━━━ Exercise data

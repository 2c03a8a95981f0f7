//! User Search Routes
//!
//! - GET /api/v1/users/search?q=&limit=&offset= - Debounced username search

use axum::{
    extract::{Query, State},
    Json,
};
use std::sync::Arc;

use crate::api::dto::{UserSearchHit, UserSearchParams, UserSearchResponse};
use crate::api::error::{ApiError, ApiResult};
use crate::api::state::AppState;

const MAX_PAGE_SIZE: usize = 100;

/// GET /api/v1/users/search
///
/// Waits out the debounce delay. When a newer search arrives in the
/// meantime this one answers `superseded: true` with no results. Each hit
/// carries the state of a friend request sent from this server.
pub async fn search_users(
    State(state): State<Arc<AppState>>,
    Query(params): Query<UserSearchParams>,
) -> ApiResult<Json<UserSearchResponse>> {
    let limit = params.limit.unwrap_or_else(|| state.search.page_size());
    if limit > MAX_PAGE_SIZE {
        return Err(ApiError::Validation(format!(
            "limit must be at most {}",
            MAX_PAGE_SIZE
        )));
    }

    if params.offset.checked_add(limit).is_none() {
        return Err(ApiError::Validation(format!(
            "offset out of range: {}",
            params.offset
        )));
    }

    let session = state.sessions.require().await?;
    let profiles = match state
        .search
        .search_page(params.q.trim(), limit, params.offset)
        .await?
    {
        Some(profiles) => profiles,
        None => {
            return Ok(Json(UserSearchResponse {
                superseded: true,
                results: Vec::new(),
            }))
        }
    };

    let mut results = Vec::with_capacity(profiles.len());
    for profile in profiles {
        let key = (session.user_id().to_string(), profile.id.clone());
        let request = state.friend_requests.get(&key).await;
        results.push(UserSearchHit { profile, request });
    }

    Ok(Json(UserSearchResponse {
        superseded: false,
        results,
    }))
}
#[tokio::main]
async fn main() -> Result<(), Box<dyn std::error::Error>> {
    let cli = Cli::parse();
    let api = Api {
        client: Client::new(),
        base: cli.api_url.trim_end_matches('/').to_string(),
    };
    let json_output = cli.format == "json";

    match cli.command {
        Commands::SignIn {
            email,
            password,
            forget,
        } => {
            let body = json!({"email": email, "password": password, "remember_me": !forget});
            let session = api.send(Method::POST, "/api/v1/auth/sign-in", Some(body)).await?;
            if json_output {
                print_json(&session)?;
            } else {
                println!(
                    "Signed in as {} (login streak: {} days)",
                    session["username"].as_str().unwrap_or(&email),
                    session["login_streak"].as_u64().unwrap_or(0)
                );
            }
        }

        Commands::SignUp {
            email,
            username,
            password,
        } => {
            let body = json!({"email": email, "password": password, "username": username});
            let result = api.send(Method::POST, "/api/v1/auth/sign-up", Some(body)).await?;
            if json_output {
                print_json(&result)?;
            } else if result["confirmation_required"].as_bool().unwrap_or(false) {
                println!("Account created. Check {} to confirm it, then sign in.", email);
            } else {
                println!("Welcome, {}!", username);
            }
        }

        Commands::SignOut => {
            api.send(Method::POST, "/api/v1/auth/sign-out", None).await?;
            println!("Signed out");
        }

        Commands::Whoami => {
            let session = api.send(Method::GET, "/api/v1/auth/session", None).await?;
            if json_output {
                print_json(&session)?;
            } else {
                println!("User:    {}", session["username"].as_str().unwrap_or("-"));
                println!("E-mail:  {}", session["email"].as_str().unwrap_or("-"));
                println!("Streak:  {} days", session["login_streak"].as_u64().unwrap_or(0));
            }
        }

        Commands::Goals { command } => run_goals(&api, command, json_output).await?,

        Commands::Calendar { month } => {
            let mut path = "/api/v1/calendar".to_string();
            if let Some(month) = month {
                let month: CalendarMonth = month.parse()?;
                path.push_str(&format!("?year={}&month={}", month.year, month.month));
            }
            let grid = api.send(Method::GET, &path, None).await?;
            if json_output {
                print_json(&grid)?;
            } else {
                print_calendar(&grid);
            }
        }

        Commands::Friends { command } => run_friends(&api, command, json_output).await?,

        Commands::Activity => {
            let activity = api.send(Method::GET, "/api/v1/activity", None).await?;
            if json_output {
                print_json(&activity)?;
            } else {
                println!("Streak: {} days", activity["streak"].as_u64().unwrap_or(0));
                println!("Visits: {}", activity["total_visits"].as_u64().unwrap_or(0));
                println!();
                for day in activity["weekly"].as_array().into_iter().flatten() {
                    let visits = day["visits"].as_u64().unwrap_or(0);
                    println!(
                        "{}  {}",
                        day["date"].as_str().unwrap_or("-"),
                        "#".repeat(visits.min(40) as usize)
                    );
                }
            }
        }

        Commands::Status => {
            let response = api.client.get(format!("{}/health", api.base)).send().await;

            match response {
                Ok(resp) if resp.status().is_success() => {
                    let health: Value = resp.json().await?;

                    println!("Goaltracker v{}", env!("CARGO_PKG_VERSION"));
                    println!();
                    println!("API Status: {}", health["status"].as_str().unwrap_or("unknown"));
                    println!(
                        "Backend:    {} ({})",
                        health["backend"].as_str().unwrap_or("unknown"),
                        health["backend_status"].as_str().unwrap_or("unknown")
                    );
                    println!(
                        "Signed in:  {}",
                        if health["authenticated"].as_bool().unwrap_or(false) { "yes" } else { "no" }
                    );

                    if let Some(uptime) = health["uptime_seconds"].as_u64() {
                        println!();
                        println!("Uptime: {}", format_duration(uptime));
                    }
                }
                Ok(resp) => {
                    eprintln!("API returned error: {}", resp.status());
                    std::process::exit(1);
                }
                Err(e) => {
                    eprintln!("Cannot connect to Goaltracker API at {}", api.base);
                    eprintln!("Error: {}", e);
                    eprintln!();
                    eprintln!("Make sure the API server is running:");
                    eprintln!("  cargo run --bin goaltracker");
                    std::process::exit(1);
                }
            }
        }

        Commands::Config { output } => {
            let config = goaltracker::config::generate_default_config();

            match output {
                Some(path) => {
                    if let Some(parent) = path.parent() {
                        std::fs::create_dir_all(parent)?;
                    }
                    std::fs::write(&path, &config)?;
                    println!("Config written to {:?}", path);
                }
                None => {
                    print!("{}", config);
                }
            }
        }
    }

    Ok(())
}

async fn run_goals(
    api: &Api,
    command: GoalCommands,
    json_output: bool,
) -> Result<(), Box<dyn std::error::Error>> {
    match command {
        GoalCommands::List { status, sort } => {
            let mut query = Vec::new();
            if let Some(status) = status {
                query.push(format!("status={}", urlencoding::encode(&status)));
            }
            if let Some(sort) = sort {
                query.push(format!("sort={}", urlencoding::encode(&sort)));
            }
            let path = if query.is_empty() {
                "/api/v1/goals".to_string()
            } else {
                format!("/api/v1/goals?{}", query.join("&"))
            };

            let goals = api.send(Method::GET, &path, None).await?;
            if json_output {
                print_json(&goals)?;
            } else {
                print_goals(&goals);
            }
        }

        GoalCommands::Add {
            title,
            due,
            priority,
            description,
        } => {
            let due = NaiveDate::parse_from_str(&due, "%Y-%m-%d")
                .map_err(|_| format!("Invalid due date (expected YYYY-MM-DD): {}", due))?;
            let due = due
                .and_hms_opt(0, 0, 0)
                .map(|d| Utc.from_utc_datetime(&d))
                .ok_or("Invalid due date")?;

            let body = json!({
                "title": title,
                "description": description,
                "due_date": due.to_rfc3339(),
                "priority": priority.to_lowercase(),
            });
            let goal = api.send(Method::POST, "/api/v1/goals", Some(body)).await?;
            if json_output {
                print_json(&goal)?;
            } else {
                println!("Added goal {} ({})", goal["title"].as_str().unwrap_or("-"), goal["id"].as_str().unwrap_or("-"));
            }
        }

        GoalCommands::Status { id, status } => {
            let status = status.to_lowercase().replace('-', "_");
            let goal = api
                .send(Method::PATCH, &format!("/api/v1/goals/{}", id), Some(json!({"status": status})))
                .await?;
            println!("{} is now {}", goal["title"].as_str().unwrap_or(&id), status);
        }

        GoalCommands::Progress { id, value } => {
            let goal = api
                .send(Method::PATCH, &format!("/api/v1/goals/{}", id), Some(json!({"progress": value})))
                .await?;
            println!("{} is {}% done", goal["title"].as_str().unwrap_or(&id), value);
        }

        GoalCommands::Rm { id } => {
            api.send(Method::DELETE, &format!("/api/v1/goals/{}", id), None).await?;
            println!("Deleted goal {}", id);
        }

        GoalCommands::Export { output } => {
            let goals = api.send(Method::GET, "/api/v1/goals", None).await?;
            let csv = goals_to_csv(&goals)?;

            match output {
                Some(path) => {
                    std::fs::write(&path, &csv)?;
                    println!("Exported to {:?}", path);
                }
                None => {
                    print!("{}", csv);
                }
            }
        }
    }

    Ok(())
}

async fn run_friends(
    api: &Api,
    command: FriendCommands,
    json_output: bool,
) -> Result<(), Box<dyn std::error::Error>> {
    match command {
        FriendCommands::List => {
            let friends = api.send(Method::GET, "/api/v1/friends", None).await?;
            if json_output {
                return print_json(&friends);
            }
            let friends = friends.as_array().cloned().unwrap_or_default();
            if friends.is_empty() {
                println!("No friends yet. Find someone with:");
                println!("  goaltracker friends search <name>");
                return Ok(());
            }
            println!("{:<20} {:<8} {}", "Username", "Online", "ID");
            println!("{}", "-".repeat(66));
            for friend in friends {
                println!(
                    "{:<20} {:<8} {}",
                    friend["username"].as_str().unwrap_or("-"),
                    if friend["is_online"].as_bool().unwrap_or(false) { "yes" } else { "no" },
                    friend["friend_id"].as_str().unwrap_or("-")
                );
            }
        }

        FriendCommands::Search { query } => {
            let path = format!("/api/v1/users/search?q={}", urlencoding::encode(&query));
            let results = api.send(Method::GET, &path, None).await?;
            if json_output {
                return print_json(&results);
            }
            let hits = results["results"].as_array().cloned().unwrap_or_default();
            if hits.is_empty() {
                println!("No users found for '{}'", query);
                return Ok(());
            }
            println!("{:<20} {:<10} {}", "Username", "Request", "ID");
            println!("{}", "-".repeat(68));
            for hit in hits {
                println!(
                    "{:<20} {:<10} {}",
                    hit["username"].as_str().unwrap_or("-"),
                    hit["request"]["state"].as_str().unwrap_or("idle"),
                    hit["id"].as_str().unwrap_or("-")
                );
            }
        }

        FriendCommands::Add { user_id } => {
            api.send(
                Method::POST,
                "/api/v1/friends/requests",
                Some(json!({"receiver_id": user_id})),
            )
            .await?;
            println!("Request Sent");
        }

        FriendCommands::Requests => {
            let requests = api.send(Method::GET, "/api/v1/friends/requests", None).await?;
            if json_output {
                return print_json(&requests);
            }
            let requests = requests.as_array().cloned().unwrap_or_default();
            if requests.is_empty() {
                println!("No pending friend requests");
                return Ok(());
            }
            for request in requests {
                println!(
                    "{}  from {}",
                    request["id"].as_str().unwrap_or("-"),
                    request["sender"]["username"].as_str().unwrap_or("unknown user")
                );
            }
        }

        FriendCommands::Accept { request_id } => {
            api.send(
                Method::POST,
                &format!("/api/v1/friends/requests/{}/accept", request_id),
                None,
            )
            .await?;
            println!("Friend request accepted");
        }

        FriendCommands::Reject { request_id } => {
            api.send(
                Method::POST,
                &format!("/api/v1/friends/requests/{}/reject", request_id),
                None,
            )
            .await?;
            println!("Friend request rejected");
        }
    }

    Ok(())
}

struct Api {
    client: Client,
    base: String,
}
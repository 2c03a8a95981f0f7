//! Local JSON state files
//!
//! Small per-user state (activity log, remembered session) is kept as pretty
//! JSON under the configured data directory. A missing file loads as `None`.

use serde::de::DeserializeOwned;
use serde::Serialize;
use std::path::Path;
use thiserror::Error;

#[derive(Error, Debug)]
pub enum PersistError {
    #[error("IO error: {0}")]
    Io(#[from] std::io::Error),

    #[error("Invalid state file: {0}")]
    Json(#[from] serde_json::Error),
}

pub type PersistResult<T> = Result<T, PersistError>;

/// Load a JSON file, `None` if it does not exist
pub fn load_json<T: DeserializeOwned>(path: &Path) -> PersistResult<Option<T>> {
    if !path.exists() {
        return Ok(None);
    }

    let content = std::fs::read_to_string(path)?;
    Ok(Some(serde_json::from_str(&content)?))
}

/// Write a JSON file, creating parent directories
pub fn save_json<T: Serialize>(path: &Path, value: &T) -> PersistResult<()> {
    if let Some(parent) = path.parent() {
        std::fs::create_dir_all(parent)?;
    }

    let content = serde_json::to_string_pretty(value)?;
    std::fs::write(path, content)?;
    Ok(())
}

/// Remove a state file; missing files are fine
pub fn remove(path: &Path) -> PersistResult<()> {
    match std::fs::remove_file(path) {
        Ok(()) => Ok(()),
        Err(e) if e.kind() == std::io::ErrorKind::NotFound => Ok(()),
        Err(e) => Err(e.into()),
    }
}

#[cfg(test)]
mod tests {
    use super::*;
    use std::collections::BTreeMap;
    use tempfile::TempDir;

    #[test]
    fn test_missing_file_is_none() {
        let dir = TempDir::new().unwrap();
        let loaded: Option<BTreeMap<String, u32>> =
            load_json(&dir.path().join("nope.json")).unwrap();
        assert!(loaded.is_none());
    }

    #[test]
    fn test_save_creates_parents() {
        let dir = TempDir::new().unwrap();
        let path = dir.path().join("nested").join("state.json");

        let mut value = BTreeMap::new();
        value.insert("visits".to_string(), 3u32);
        save_json(&path, &value).unwrap();

        let loaded: BTreeMap<String, u32> = load_json(&path).unwrap().unwrap();
        assert_eq!(loaded, value);

        remove(&path).unwrap();
        remove(&path).unwrap();
        assert!(!path.exists());
    }

    #[test]
    fn test_corrupt_file_is_an_error() {
        let dir = TempDir::new().unwrap();
        let path = dir.path().join("state.json");
        std::fs::write(&path, "{not json").unwrap();

        let result: PersistResult<Option<BTreeMap<String, u32>>> = load_json(&path);
        assert!(matches!(result, Err(PersistError::Json(_))));
    }
}
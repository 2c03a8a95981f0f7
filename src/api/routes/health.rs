//! Health Routes
//!
//! Health check endpoints for monitoring and Kubernetes probes.
//!
//! - GET /health/live - Liveness probe (process is alive)
//! - GET /health/ready - Readiness probe (backend reachable)
//! - GET /health - Full health status

use axum::{extract::State, http::StatusCode, Json};
use std::sync::Arc;

use crate::api::dto::HealthResponse;
use crate::api::state::AppState;

/// GET /health/live
///
/// Kubernetes liveness probe.
/// Returns 200 if the process is alive, no dependency checks.
pub async fn liveness() -> StatusCode {
    StatusCode::OK
}

/// GET /health/ready
///
/// Kubernetes readiness probe.
/// Returns 200 if the backend answers its health check.
pub async fn readiness(State(state): State<Arc<AppState>>) -> StatusCode {
    match check_backend_health(&state).await {
        true => StatusCode::OK,
        false => StatusCode::SERVICE_UNAVAILABLE,
    }
}

/// GET /health
///
/// Full health status with component details.
pub async fn full_health(State(state): State<Arc<AppState>>) -> Json<HealthResponse> {
    let backend_ok = check_backend_health(&state).await;

    Json(HealthResponse {
        status: if backend_ok { "healthy" } else { "degraded" }.to_string(),
        backend: state.sessions.backend().name().to_string(),
        backend_status: if backend_ok { "ok" } else { "error" }.to_string(),
        authenticated: state.sessions.is_authenticated().await,
        uptime_seconds: state.uptime_seconds(),
        version: env!("CARGO_PKG_VERSION").to_string(),
    })
}

async fn check_backend_health(state: &AppState) -> bool {
    match state.sessions.backend().health_check().await {
        Ok(()) => true,
        Err(e) => {
            tracing::warn!(error = %e, "Backend health check failed");
            false
        }
    }
}

#[cfg(test)]
mod tests {
    use super::*;

    #[tokio::test]
    async fn test_liveness() {
        let status = liveness().await;
        assert_eq!(status, StatusCode::OK);
    }
}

━━━━━━

_Task objective:_
Begin at the first line of the entries above and copy every line exactly, ending with the line that contains "const MAX_PAGE_SIZE: usize = 100;".

_Response to the task:_
repository 2c03a8a95981f0f7
//! User Search Routes
//!
//! - GET /api/v1/users/search?q=&limit=&offset= - Debounced username search

use axum::{
    extract::{Query, State},
    Json,
};
use std::sync::Arc;

use crate::api::dto::{UserSearchHit, UserSearchParams, UserSearchResponse};
use crate::api::error::{ApiError, ApiResult};
use crate::api::state::AppState;

const MAX_PAGE_SIZE: usize = 100;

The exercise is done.